During an earthquake, seismic waves arrive first at the closest seismograph and later at the farthest. This information is used to locate the earthquake. In this way, through seismology, the tremors produced by the displacements of the lithospheric plates – the rigid outer part of the Earth, consisting of the crust and upper mantle – can be evaluated, and the propagation of the waves can be studied.

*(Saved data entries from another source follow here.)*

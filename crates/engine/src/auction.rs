//! Auction Engine
//!
//! Round-based state machine for a two-bidder sealed-bid auction.
//!
//! ```text
//! NotStarted ──start──► InProgress{0} ──► ... ──► InProgress{N/2 - 1} ──► Finished
//!                             │
//!                             └── contract violation ──► Aborted
//! ```
//!
//! Each round both bidders commit a bid without seeing the other's. The
//! strictly higher bid takes both units, equal bids take one unit each, and
//! both bidders pay their own bid whatever the allocation.

use crate::error::{AuctionError, Result};
use auction_core::{
    Allocation, AuctionConfig, AuctionOutcome, BidHistory, Bidder, BidderLedger, Cash, Seat,
    Units,
};
use log::{debug, info};

/// Lifecycle of an auction
#[derive(Debug, Clone, Copy, PartialEq, Eq)]
pub enum AuctionState {
    NotStarted,
    /// Waiting for round `round` (0-based)
    InProgress {
        round: usize,
    },
    Finished,
    /// Stopped by a bidder contract violation
    Aborted,
}

/// Result of a single round
#[derive(Debug, Clone, Copy, PartialEq, Eq)]
pub struct RoundReport {
    /// Round number (0-based)
    pub round: usize,
    pub first_bid: Cash,
    pub second_bid: Cash,
    /// Allocation from the first bidder's perspective
    pub allocation: Allocation,
    /// First bidder's ledger after the round
    pub first: BidderLedger,
    /// Second bidder's ledger after the round
    pub second: BidderLedger,
}

/// Two-bidder sealed-bid auction
pub struct Auction {
    config: AuctionConfig,
    first: Box<dyn Bidder>,
    second: Box<dyn Bidder>,
    state: AuctionState,
    first_ledger: BidderLedger,
    second_ledger: BidderLedger,
    /// Bids from the first bidder's perspective
    history: BidHistory,
}

impl Auction {
    /// Create an auction, validating the parameters
    pub fn new(
        first: Box<dyn Bidder>,
        second: Box<dyn Bidder>,
        total_quantity: Units,
        initial_cash: Cash,
    ) -> Result<Self> {
        let config = AuctionConfig::new(total_quantity, initial_cash)?;
        Ok(Self::with_config(first, second, config))
    }

    /// Create an auction from an already validated config
    pub fn with_config(
        first: Box<dyn Bidder>,
        second: Box<dyn Bidder>,
        config: AuctionConfig,
    ) -> Self {
        Self {
            config,
            first,
            second,
            state: AuctionState::NotStarted,
            first_ledger: BidderLedger::new(config.initial_cash()),
            second_ledger: BidderLedger::new(config.initial_cash()),
            history: BidHistory::with_capacity(config.rounds()),
        }
    }

    pub fn config(&self) -> &AuctionConfig {
        &self.config
    }

    pub fn state(&self) -> AuctionState {
        self.state
    }

    /// Ledgers of the first and second bidder
    pub fn ledgers(&self) -> (&BidderLedger, &BidderLedger) {
        (&self.first_ledger, &self.second_ledger)
    }

    /// Completed rounds, from the first bidder's perspective
    pub fn history(&self) -> &BidHistory {
        &self.history
    }

    pub fn rounds_played(&self) -> usize {
        self.history.len()
    }

    pub fn bidder_names(&self) -> (&str, &str) {
        (self.first.name(), self.second.name())
    }

    /// Give the bidders back
    pub fn into_bidders(self) -> (Box<dyn Bidder>, Box<dyn Bidder>) {
        (self.first, self.second)
    }

    /// Outcome, once every round has been played
    pub fn outcome(&self) -> Option<AuctionOutcome> {
        match self.state {
            AuctionState::Finished => Some(AuctionOutcome::from_ledgers(
                &self.first_ledger,
                &self.second_ledger,
            )),
            _ => None,
        }
    }

    /// Initialise both bidders and reset the ledgers. Restarts a finished or
    /// aborted auction.
    pub fn start(&mut self) {
        self.first.init(&self.config);
        self.second.init(&self.config);

        self.first_ledger = BidderLedger::new(self.config.initial_cash());
        self.second_ledger = BidderLedger::new(self.config.initial_cash());
        self.history = BidHistory::with_capacity(self.config.rounds());
        self.state = AuctionState::InProgress { round: 0 };
    }

    /// Play the next round. Starts the auction if needed.
    pub fn play_round(&mut self) -> Result<RoundReport> {
        let round = match self.state {
            AuctionState::NotStarted => {
                self.start();
                0
            }
            AuctionState::InProgress { round } => round,
            AuctionState::Finished | AuctionState::Aborted => {
                return Err(AuctionError::AlreadyFinished {
                    rounds: self.history.len(),
                });
            }
        };

        // Sealed bids: neither bidder sees the other's bid before committing
        let first_bid = self.first.place_bid();
        let second_bid = self.second.place_bid();

        if let Err(err) = self
            .validate(Seat::First, round, first_bid)
            .and_then(|_| self.validate(Seat::Second, round, second_bid))
        {
            self.state = AuctionState::Aborted;
            return Err(err);
        }

        let allocation = self.first_ledger.apply_round(first_bid, second_bid);
        self.second_ledger.apply_round(second_bid, first_bid);
        self.history.push(first_bid, second_bid);

        self.first.notify(first_bid, second_bid);
        self.second.notify(second_bid, first_bid);

        debug!(
            "Round {}: {}={} {}={} -> {:?}",
            round + 1,
            self.first.name(),
            first_bid,
            self.second.name(),
            second_bid,
            allocation
        );

        self.state = if round + 1 >= self.config.rounds() {
            AuctionState::Finished
        } else {
            AuctionState::InProgress { round: round + 1 }
        };

        Ok(RoundReport {
            round,
            first_bid,
            second_bid,
            allocation,
            first: self.first_ledger,
            second: self.second_ledger,
        })
    }

    /// Run a complete auction from a fresh start.
    ///
    /// With `verbose`, a per-round trace and the final summary are logged at
    /// info level.
    pub fn run(&mut self, verbose: bool) -> Result<AuctionOutcome> {
        self.start();
        let rounds = self.config.rounds();

        for _ in 0..rounds {
            let report = self.play_round()?;
            if verbose {
                info!(
                    "Round {}/{}: Bidder 1 bids {}, Bidder 2 bids {}",
                    report.round + 1,
                    rounds,
                    report.first_bid,
                    report.second_bid
                );
            }
        }

        let outcome = AuctionOutcome::from_ledgers(&self.first_ledger, &self.second_ledger);
        if verbose {
            self.log_summary(outcome);
        }
        Ok(outcome)
    }

    fn validate(&self, seat: Seat, round: usize, bid: Cash) -> Result<()> {
        let (bidder, ledger) = match seat {
            Seat::First => (&self.first, &self.first_ledger),
            Seat::Second => (&self.second, &self.second_ledger),
        };

        if bid < 0 {
            return Err(AuctionError::NegativeBid {
                seat,
                bidder: bidder.name().to_string(),
                round,
                bid,
            });
        }
        if !ledger.can_afford(bid) {
            return Err(AuctionError::Overdraft {
                seat,
                bidder: bidder.name().to_string(),
                round,
                bid,
                cash: ledger.cash_remaining,
            });
        }
        Ok(())
    }

    fn log_summary(&self, outcome: AuctionOutcome) {
        info!("-- Auction Results --");
        info!(
            "Bidder 1 ({}): {} QU, {} MU remaining",
            self.first.name(),
            self.first_ledger.quantity_won,
            self.first_ledger.cash_remaining
        );
        info!(
            "Bidder 2 ({}): {} QU, {} MU remaining",
            self.second.name(),
            self.second_ledger.quantity_won,
            self.second_ledger.cash_remaining
        );
        info!("{}!", outcome);
    }
}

Thanks to seismology, earthquakes began to be classified depending on their Intensity, defined on the discrete Mercalli scale, and then on Magnitude by means of the popular Richter scale. There are in many countries worldwide, organizations and institutions that are dedicated to the study of seismology to record all types of information, analyze it, store it, and conduct studies on this type of movement.

History

The seismology goes back to ancient times. The first speculations about earthquakes were made by Thales of Miletus, Aristotle and Zhang Heng who designed the first seismoscope in 132 BC. There were many theories regarding the origin of earthquakes, from the movement of fire within the Earth to a series of explosions inside her. In the year 1761, John Mitchell determined that earthquakes were waves of movement caused by rocks that moved up to thousands of kilometers below the Earth. Robert Mallet, in the year 1857 founded instrumental seismology, and in 1906, Richard Dixon identified and separated P waves and S waves in seismograms. Today, professionals like Giuliano Panza are leading the industry. Panza is a famous seismologist who served as a professor at the University of Trieste, Italy. He is renowned for the many contributions he’s made to the field of seismology and his studies on the interior structure of the Earth. Within the framework of a very large international co-operation, Giuliano Panza has formulated quite a revolutionary model for the lithosphere-asthenosphere system in the European area, which predicts the existence of almost aseismic lithospheric roots. These roots are located in correspondence with most of the orogenic belts, and interrupt the low velocity channel in the asthenosphere (the layer of the Earth’s mantle below the lithosphere in which there is relatively low resistance to plastic flow, and convection is thought to occur), identified for the first time by Beno Gutenberg, in 1948. It is not surprising that Panza received the Beno Gutenberg medal from EGU for his fundamental contributions to the dynamics of the lithosphere-asthenosphere system, the construction of synthetic seismograms, and the statistical aspects of seismicity on a global scale.

What is seismology for?

Seismology helps us to make studies regarding earthquakes that happen on earth. It is a science created to observe the different vibrations that occur naturally in the Earth, and has been useful in understanding how tectonic plates work, the internal structure that the earth possesses, the understanding and the origin of the earthquakes, and the way the Earth releases energy giving rise to seismic hazard. Seismological methods are now used to investigate the interiors of the Moon and Mars as well.